Why do people still use Postscript?

From a publishers perspective, I think, the only fundamental reason is legacy software. Postscript has been a long-lasting and broadly accepted standard. Updating the existing tool chains to PDF would require a massive investment.

So I think, it is all about history. There is a great Q&A that discusses the fundamental differences between Postscript (PS) and PDF from a technical perspective: Fundamental differences : PSTricks, TikZ/PGF and others, but misses a bit on the (historical) significance of these technical differences:

Basically, the technical differences are:

  • PS is a (Turing-)complete language that permits to defer arbitrary computations to rendering time, that is, when the PS file is used (i.e., printed).
  • In PDF, all calculations have be completed when the PDF file is produced.

At its time, the PS model had some clear advantages:

  • In the 80s a decent workstation (VAX-11) was able to compute 1.5 million instructions per second (MIPS) and was equipped with maybe 1 MiB of RAM.
  • Rendering a complete A4 page at 150x150 dpi resolution on such a system was already challenging. Going higher (300x300 or 600x600 dpi) was basically impossible.

  • However, even at that time, a laser printer was able to print a page with 200x200 dpi or more.

  • Industrial printing machines used by publishers were already able to cope with much higher resolutions.

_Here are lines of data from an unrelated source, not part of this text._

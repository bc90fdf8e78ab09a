//! Bot token and chat id validation
//!
//! Token: `^\d+:[\w-]+$`. Chat id: `^@[\w_]+$` or `^-?\d+$`.
//! `\w` here is ASCII letters, digits and underscore.

use thiserror::Error;

/// Errors that can occur during credential validation
#[derive(Error, Debug, PartialEq, Eq)]
pub enum CredentialError {
    #[error("bot token is empty")]
    EmptyToken,

    #[error("bot token must look like <digits>:<token characters>")]
    MalformedToken,

    #[error("chat id is empty")]
    EmptyChatId,

    #[error("chat id must be a numeric id or an @username")]
    MalformedChatId,
}

fn is_word_char(ch: char) -> bool {
    ch.is_ascii_alphanumeric() || ch == '_'
}

fn is_digits(s: &str) -> bool {
    !s.is_empty() && s.chars().all(|c| c.is_ascii_digit())
}

/// Validate a bot token
pub fn validate_bot_token(token: &str) -> Result<(), CredentialError> {
    if token.is_empty() {
        return Err(CredentialError::EmptyToken);
    }

    let (bot_id, secret) = token
        .split_once(':')
        .ok_or(CredentialError::MalformedToken)?;

    if !is_digits(bot_id) {
        return Err(CredentialError::MalformedToken);
    }

    if secret.is_empty() || !secret.chars().all(|c| is_word_char(c) || c == '-') {
        return Err(CredentialError::MalformedToken);
    }

    Ok(())
}

/// Validate a chat id
pub fn validate_chat_id(chat_id: &str) -> Result<(), CredentialError> {
    if chat_id.is_empty() {
        return Err(CredentialError::EmptyChatId);
    }

    let valid = if let Some(handle) = chat_id.strip_prefix('@') {
        !handle.is_empty() && handle.chars().all(is_word_char)
    } else {
        is_digits(chat_id.strip_prefix('-').unwrap_or(chat_id))
    };

    if valid {
        Ok(())
    } else {
        Err(CredentialError::MalformedChatId)
    }
}

/// Check if a bot token is valid (convenience function)
pub fn is_valid_bot_token(token: &str) -> bool {
    validate_bot_token(token).is_ok()
}

/// Check if a chat id is valid (convenience function)
pub fn is_valid_chat_id(chat_id: &str) -> bool {
    validate_chat_id(chat_id).is_ok()
}
//! Notification dispatch pipeline: formatter, splitter, retry policy and
//! the dispatcher that drives them

mod dispatcher;
mod formatter;
mod retry;
mod splitter;

pub use dispatcher::{Dispatcher, MessageFilter};
pub use formatter::{escape_field, MessageFormatter, DEFAULT_TITLE};
pub use retry::{RetryPolicy, Sleeper, TokioSleeper};
pub use splitter::{split_for_telegram, split_message};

By delegating the computational intensive part to use-time, that is, the printing device, PS provided portability between all these devices and made it possible to prepare high-quality documents even on affordable computers. Instead of equipping every workstation with enough RAM and CPU power to render pages at 200x200 dpi (not to speak about the disk sizes and network throughput one needs to store and transfer the resulting documents), it was enough to have one $10,000 laser printer to do the job for the complete department. If the book got professionally published, the $10,000,000 industrial printer could process the same PS document to render it at 1200x1200 dpi.

20 year later, the CPU power and available amount of RAM is 4,000 times higher. Printers featuring a PS raster image processor (RIP), however, are still relatively expensive:

  • Already in the 90s, "software-RIPs" (e.g., ghostscript) became popular. Ghostscript does all rendering on your computer and thereby makes it possible to print PS documents even on an affordable printer that does not feature a hardware RIP.

  • By the year 2000, the ordinary PC and network throughput has become so powerful that "software-RIPing" before printing is typically a lot faster than using the printer's built-in RIP – especially when printing complex PS documents.

  • In the same decade, PDF became popular, so also the importance of PS as the broadly supported standard for printer documents declines.


Postscript is still used as an intermediate document format, since it is a fully fledged programming language allowing you to compute graphics, which PDF doesn't. PDF shows just the result (after some conversions, sometimes called "Distillation") of the computation Postscript is able to do.

The Postscript based PSTricks package is an example that heavily makes use of graphical computation. It can even solve differential equations. And if you have a Postscript printer, it can do these computations for you.

EDIT, to answer Daniels comment:

One feature that makes Postscript the preferred format, in particular for a publisher, is its editability. If, for instance, line art in a document is too faint, the publisher may want to enhance it a bit globally before giving the document to press. This very issue was raised, e. g., in this question.

With Postscript, doubling the line width in the whole document is easily accomplished by putting

userdict /setlinewidth {2 mul systemdict /setlinewidth get exec} put

into the document header.

With PDF such a tweak is much more complicated.


As you've already experienced, there's a tendency for modest-sized ps files to blow up to enormous pdf files. This is because postscript, being a general programming language, has enormous potential for algorithmic compression.

For a simple example, consider a sheet of 5mm graph paper. A pdf would contain the end-points for every line. In postscript, however, this could be accomplished with 2 loops.


Converting backwards, from pdf back to ps, is not capable in general of making use of algorithmic compression. The pdf would have to be analyzed by some really smart AI/expert. The normal conversion is just to represent the same pdf structures with postscript, which tends to be more verbose. Eg. a 32-bit binary integer will take 4 bytes in a pdf, but it will take 1..14 bytes in a (ascii) text representation.